[Start of section]

use base64::{engine::general_purpose::STANDARD, Engine as _};
use hmac::{Hmac, Mac};
use serde_json::Value;
use sha2::Sha256;
use subtle::ConstantTimeEq;

use crate::config::FlutterwaveConfig;
use crate::error::{AppError, AppResult};
use crate::models::PaymentProvider;
use crate::services::reconciler::{BillingAction, ProviderEvent};

type HmacSha256 = Hmac<Sha256>;

/// Accepts either the legacy `verif-hash` header (the shared secret hash itself) or a
/// `flutterwave-signature` header carrying base64 HMAC-SHA256 of the body.
pub fn verify_signature(
    payload: &[u8],
    verif_hash: Option<&str>,
    signature: Option<&str>,
    secret_hash: &str,
) -> AppResult<()> {
    if secret_hash.is_empty() {
        return Err(AppError::InvalidSignature(
            "Flutterwave secret hash is not configured".into(),
        ));
    }

    if let Some(signature) = signature {
        let expected = STANDARD
            .decode(signature.trim())
            .map_err(|_| AppError::InvalidSignature("malformed signature".into()))?;
        let mut mac = HmacSha256::new_from_slice(secret_hash.as_bytes())
            .map_err(|_| AppError::Internal("HMAC key error".into()))?;
        mac.update(payload);
        return mac
            .verify_slice(&expected)
            .map_err(|_| AppError::InvalidSignature("signature mismatch".into()));
    }

    match verif_hash {
        Some(hash) if bool::from(hash.as_bytes().ct_eq(secret_hash.as_bytes())) => Ok(()),
        Some(_) => Err(AppError::InvalidSignature("verif-hash mismatch".into())),
        None => Err(AppError::InvalidSignature("missing signature header".into())),
    }
}

/// Flutterwave reuses transaction ids across event kinds, so the idempotency key
/// combines the event name with the data id.
pub fn parse_event(payload: &[u8]) -> AppResult<ProviderEvent> {
    let value: Value = serde_json::from_slice(payload)
        .map_err(|e| AppError::BadRequest(format!("Invalid webhook payload: {}", e)))?;

    let event_type = value["event"]
        .as_str()
        .or_else(|| value["event.type"].as_str())
        .filter(|s| !s.is_empty())
        .ok_or_else(|| AppError::BadRequest("Flutterwave event has no type".into()))?
        .to_string();
    let data_id = match &value["data"]["id"] {
        Value::Number(n) => n.to_string(),
        Value::String(s) if !s.is_empty() => s.clone(),
        _ => return Err(AppError::BadRequest("Flutterwave event has no data id".into())),
    };

    Ok(ProviderEvent {
        provider: PaymentProvider::Flutterwave,
        event_id: format!("{}:{}", event_type, data_id),
        event_type,
        payload: value,
    })
}

fn scalar(value: &Value) -> Option<String> {
    match value {
        Value::Number(n) => Some(n.to_string()),
        Value::String(s) if !s.is_empty() => Some(s.clone()),
        _ => None,
    }
}

fn tenant_of(payload: &Value) -> Option<String> {
    [
        &payload["meta_data"]["tenant_id"],
        &payload["data"]["meta"]["tenant_id"],
        &payload["data"]["meta_data"]["tenant_id"],
    ]
    .into_iter()
    .find_map(scalar)
}

/// Flutterwave reports amounts in major units.
fn to_minor_units(amount: &Value) -> Option<i64> {
    let major = match amount {
        Value::Number(n) => n.as_f64()?,
        Value::String(s) => s.parse::<f64>().ok()?,
        _ => return None,
    };
    let minor = (major * 100.0).round();
    (minor.is_finite() && minor > 0.0).then_some(minor as i64)
}

fn subscription_key(payment_plan: &str, customer_id: &str) -> String {
    format!("{}-{}", payment_plan, customer_id)
}

pub fn normalize_event(
    event: &ProviderEvent,
    config: &FlutterwaveConfig,
) -> AppResult<BillingAction> {
    let payload = &event.payload;
    let data = &payload["data"];

    let action = match event.event_type.as_str() {
        "charge.completed" => {
            let successful = data["status"].as_str() == Some("successful");
            let reference_id = scalar(&data["id"])
                .ok_or_else(|| AppError::BadRequest("Charge has no transaction id".into()))?;
            let customer_id = scalar(&data["customer"]["id"]);

            match scalar(&data["payment_plan"]) {
                Some(payment_plan) => {
                    let customer_id = customer_id.ok_or_else(|| {
                        AppError::BadRequest("Plan charge has no customer".into())
                    })?;
                    let provider_subscription_id = subscription_key(&payment_plan, &customer_id);
                    if successful {
                        BillingAction::SubscriptionRenewed {
                            provider_subscription_id,
                            tenant_id: tenant_of(payload),
                            plan_id: config
                                .plan_for_payment_plan(&payment_plan)
                                .map(str::to_string),
                            reference_id,
                            period_start: None,
                            period_end: None,
                        }
                    } else {
                        BillingAction::SubscriptionPaymentFailed {
                            provider_subscription_id,
                            reference_id,
                        }
                    }
                }
                None if successful => BillingAction::TopUp {
                    tenant_id: tenant_of(payload)
                        .ok_or_else(|| AppError::BadRequest("Charge has no tenant".into()))?,
                    amount: to_minor_units(&data["amount"])
                        .ok_or_else(|| AppError::BadRequest("Charge has no amount".into()))?,
                    reference_id,
                },
                // A failed one-off charge moves no money.
                None => BillingAction::Unrecognized {
                    event_type: event.event_type.clone(),
                },
            }
        }

        "subscription.cancelled" => {
            let payment_plan = scalar(&data["plan"]["id"])
                .or_else(|| scalar(&data["payment_plan"]))
                .ok_or_else(|| AppError::BadRequest("Cancellation has no plan".into()))?;
            let customer_id = scalar(&data["customer"]["id"])
                .ok_or_else(|| AppError::BadRequest("Cancellation has no customer".into()))?;
            BillingAction::SubscriptionCanceled {
                provider_subscription_id: subscription_key(&payment_plan, &customer_id),
            }
        }

        other => BillingAction::Unrecognized {
            event_type: other.to_string(),
        },
    };

    Ok(action)
}

#[cfg(test)]
pub(crate) fn sign(payload: &[u8], secret_hash: &str) -> String {
    let mut mac = HmacSha256::new_from_slice(secret_hash.as_bytes()).unwrap();
    mac.update(payload);
    STANDARD.encode(mac.finalize().into_bytes())
}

[End of section]

ASSIGNMENT >> Identify the lines above that contain the word "format", then copy them.

COMPLETED TASK >>
        .map_err(|e| AppError::BadRequest(format!("Invalid webhook payload: {}", e)))?;
        event_id: format!("{}:{}", event_type, data_id),
    format!("{}-{}", payment_plan, customer_id)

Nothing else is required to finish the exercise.